Parsoid does not escape language prefixes in internal link hrefs, causing html2html round-trip failures
Open, LowPublic0 Estimated Story Points

Description

The link editor allows the user to type: fr:Frank Marino.
It will convert this into [[fr:Frank Marino]], which is a interlanguage link and not a link that will end up in the content (though for VE, it seems it does, which would be another issue). Although valid, it is unlikely to be desirable. The editing tool should thus escape this input at the very least to [[:fr:Frank Marino]] or warn or something.

Event Timeline

TheDJ created this task.Apr 12 2015, 11:11 AM
TheDJ raised the priority of this task from to Needs Triage.
TheDJ updated the task description. (Show Details)
TheDJ added a subscriber: TheDJ.
Restricted Application added a subscriber: Aklapper. · View Herald TranscriptApr 12 2015, 11:11 AM
Jdforrester-WMF triaged this task as Low priority.Apr 29 2015, 6:18 PM
Jdforrester-WMF added a project: Parsoid.
Jdforrester-WMF renamed this task from Link editor should guard against using interlanguage links to Link editor should guard against using interlanguage (rather than interwiki) links.May 6 2015, 10:08 PM
Jdforrester-WMF added a project: Design.
Jdforrester-WMF edited a custom field.

This is a Parsoid bug:

$ echo '<a rel="mw:WikiLink" href="./de:Foo">de:Foo</a>' | node tests/parse.js --html2wt
[[de:Foo]]
$ echo '[[de:Foo]]' | node tests/parse.js
<link rel="mw:PageProp/Language" href="//de.wikipedia.org/wiki/Foo" data-parsoid='{"stx":"simple","a":{"href":"//de.wikipedia.org/wiki/Foo"},"sa":{"href":"de:Foo"},"dsr":[0,10,null,null]}'/>
Catrope renamed this task from Link editor should guard against using interlanguage (rather than interwiki) links to Parsoid does not escape language prefixes in internal link hrefs, causing html2html round-trip failures.Jul 24 2015, 1:41 AM
Gnom1 awarded a token.Nov 2 2015, 11:26 AM

I've tried to read some code to see if there's a simple fix for this. It seems that Parsoid attempts to handle this in at least two places in LinkHandler.js:

getLinkRoundTripData()
			// Ensure that we generate an interwiki link and not a language link!
			if (rtData.isInterwikiLang && !(/^:/.test(target.value))) {
				target.value = ':' + target.value;
			}
serializeAsWikiLink()
			if (linkData.isInterwikiLang && !/^[:]/.test(linkTarget) &&
				linkData.type !== 'mw:PageProp/Language') {
				// ensure interwiki links can't be confused with
				// interlanguage links.
				linkTarget = ':' + linkTarget;
			}

Clearly, neither of these does the job. But I'm not familiar with the code and can't easily see why these checks are not reached (?) and I don't want to spend too much time diving into this right now.

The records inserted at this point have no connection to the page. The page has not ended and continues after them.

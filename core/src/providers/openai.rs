use crate::traits::{ChatMessage, ChatRequest, ChatResponse, Provider, ToolCall, ToolSpec};
use async_trait::async_trait;
use serde::{Deserialize, Serialize};

pub const OPENAI_BASE_URL: &str = "https://api.openai.com/v1";

#[derive(Debug, Serialize)]
struct OpenAIRequest<'a> {
    model: &'a str,
    messages: Vec<OpenAIMessage<'a>>,
    temperature: f64,
    #[serde(skip_serializing_if = "Option::is_none")]
    tools: Option<Vec<OpenAITool<'a>>>,
}

#[derive(Debug, Serialize)]
struct OpenAIMessage<'a> {
    role: &'a str,
    #[serde(skip_serializing_if = "Option::is_none")]
    content: Option<&'a str>,
    #[serde(skip_serializing_if = "Option::is_none")]
    tool_calls: Option<Vec<OpenAIToolCallRequest<'a>>>,
    #[serde(skip_serializing_if = "Option::is_none")]
    tool_call_id: Option<&'a str>,
}

#[derive(Debug, Serialize)]
struct OpenAIToolCallRequest<'a> {
    id: &'a str,
    r#type: &'a str,
    function: OpenAIFunctionRequest<'a>,
}

#[derive(Debug, Serialize)]
struct OpenAIFunctionRequest<'a> {
    name: &'a str,
    arguments: &'a str,
}

#[derive(Debug, Serialize)]
struct OpenAITool<'a> {
    r#type: &'a str,
    function: OpenAIToolFunction<'a>,
}

#[derive(Debug, Serialize)]
struct OpenAIToolFunction<'a> {
    name: &'a str,
    description: &'a str,
    parameters: &'a serde_json::Value,
}

#[derive(Debug, Deserialize)]
struct OpenAIResponse {
    choices: Vec<OpenAIChoice>,
}

#[derive(Debug, Deserialize)]
struct OpenAIChoice {
    message: OpenAIResponseMessage,
}

#[derive(Debug, Deserialize)]
struct OpenAIResponseMessage {
    content: Option<String>,
    tool_calls: Option<Vec<OpenAIToolCall>>,
}

#[derive(Debug, Deserialize)]
struct OpenAIToolCall {
    id: String,
    function: OpenAIFunction,
}

#[derive(Debug, Deserialize)]
struct OpenAIFunction {
    name: String,
    arguments: String,
}

/// Chat completions over the OpenAI wire format. Gemini is served through
/// its OpenAI-compatible endpoint with a different base URL and name.
pub struct OpenAIProvider {
    client: reqwest::Client,
    name: String,
    api_key: String,
    model: String,
    base_url: String,
    temperature: f64,
}

impl OpenAIProvider {
    pub fn new(api_key: impl Into<String>) -> Self {
        let client = reqwest::Client::builder()
            .timeout(std::time::Duration::from_secs(120))
            .connect_timeout(std::time::Duration::from_secs(30))
            .build()
            .unwrap_or_default();

        Self {
            client,
            name: "openai".to_string(),
            api_key: api_key.into(),
            model: "gpt-4o".to_string(),
            base_url: OPENAI_BASE_URL.to_string(),
            temperature: 0.7,
        }
    }

    pub fn with_name(mut self, name: impl Into<String>) -> Self {
        self.name = name.into();
        self
    }

    pub fn with_model(mut self, model: impl Into<String>) -> Self {
        self.model = model.into();
        self
    }

    pub fn with_base_url(mut self, base_url: impl Into<String>) -> Self {
        self.base_url = base_url.into().trim_end_matches('/').to_string();
        self
    }

    pub fn with_temperature(mut self, temperature: f64) -> Self {
        self.temperature = temperature;
        self
    }

    fn convert_messages<'a>(&self, messages: &'a [ChatMessage]) -> Vec<OpenAIMessage<'a>> {
        messages
            .iter()
            .map(|m| {
                let tool_calls = m.tool_calls.as_ref().map(|tool_calls| {
                    tool_calls
                        .iter()
                        .map(|tc| OpenAIToolCallRequest {
                            id: &tc.id,
                            r#type: "function",
                            function: OpenAIFunctionRequest {
                                name: &tc.name,
                                arguments: &tc.arguments,
                            },
                        })
                        .collect()
                });

                OpenAIMessage {
                    role: m.role.as_str(),
                    content: Some(m.content.as_str()),
                    tool_calls,
                    tool_call_id: m.tool_call_id.as_deref(),
                }
            })
            .collect()
    }

    fn convert_tools<'a>(&self, tools: &'a [ToolSpec]) -> Vec<OpenAITool<'a>> {
        tools
            .iter()
            .map(|t| OpenAITool {
                r#type: "function",
                function: OpenAIToolFunction {
                    name: &t.name,
                    description: &t.description,
                    parameters: &t.parameters_schema,
                },
            })
            .collect()
    }
}

#[async_trait]
impl Provider for OpenAIProvider {
    fn name(&self) -> &str {
        &self.name
    }

    fn model(&self) -> &str {
        &self.model
    }

    async fn chat(&self, request: ChatRequest<'_>) -> anyhow::Result<ChatResponse> {
        let openai_request = OpenAIRequest {
            model: &self.model,
            messages: self.convert_messages(request.messages),
            temperature: self.temperature,
            tools: request.tools.map(|t| self.convert_tools(t)),
        };

        let response = self
            .client
            .post(format!("{}/chat/completions", self.base_url))
            .bearer_auth(&self.api_key)
            .json(&openai_request)
            .send()
            .await?;

        if !response.status().is_success() {
            let status = response.status();
            let error_text = response.text().await.unwrap_or_default();
            return Err(anyhow::anyhow!(
                "{} API error {}: {}",
                self.name,
                status,
                error_text
            ));
        }

        let openai_response: OpenAIResponse = response.json().await?;

        let choice = openai_response
            .choices
            .into_iter()
            .next()
            .ok_or_else(|| anyhow::anyhow!("No choices in response"))?;

        let tool_calls: Vec<ToolCall> = choice
            .message
            .tool_calls
            .unwrap_or_default()
            .into_iter()
            .map(|c| ToolCall {
                id: c.id,
                name: c.function.name,
                arguments: c.function.arguments,
            })
            .collect();

        Ok(ChatResponse {
            text: choice.message.content,
            tool_calls,
        })
    }
}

I actually kept digging a bit more. I blamed these lines to find where they came from.

The second has been there since forever (rGPARb8eb09f6adce: Handle local interwiki links.).

The first one is more interesting, added in 2017 (rGPAR95155bab9ea9: T136653: Handle interwiki shortcuts). That commit looks like it was supposed to resolve this exact bug, and also comes with unit tests that prove it should work. So why doesn't it?

The supported HTML syntax, copied from the unit test, is like this: <a rel='mw:WikiLink' href='./fr:Foo'>Foo</a>. VisualEditor generates slightly different HTML: <a href="./Fr%3AFoo" rel="mw:WikiLink">Foo</a>. The href attribute is percent-encoded and capitalized. I tested on https://en.wikipedia.org/api/rest_v1/#/Transforms/post_transform_html_to_wikitext and it turns out that it's the percent-encoding causing it to not work!

@ssastry @cscott Should Parsoid also support percent-encoded hrefs here?

Elitre removed a subscriber: Elitre.Aug 29 2019, 9:08 AM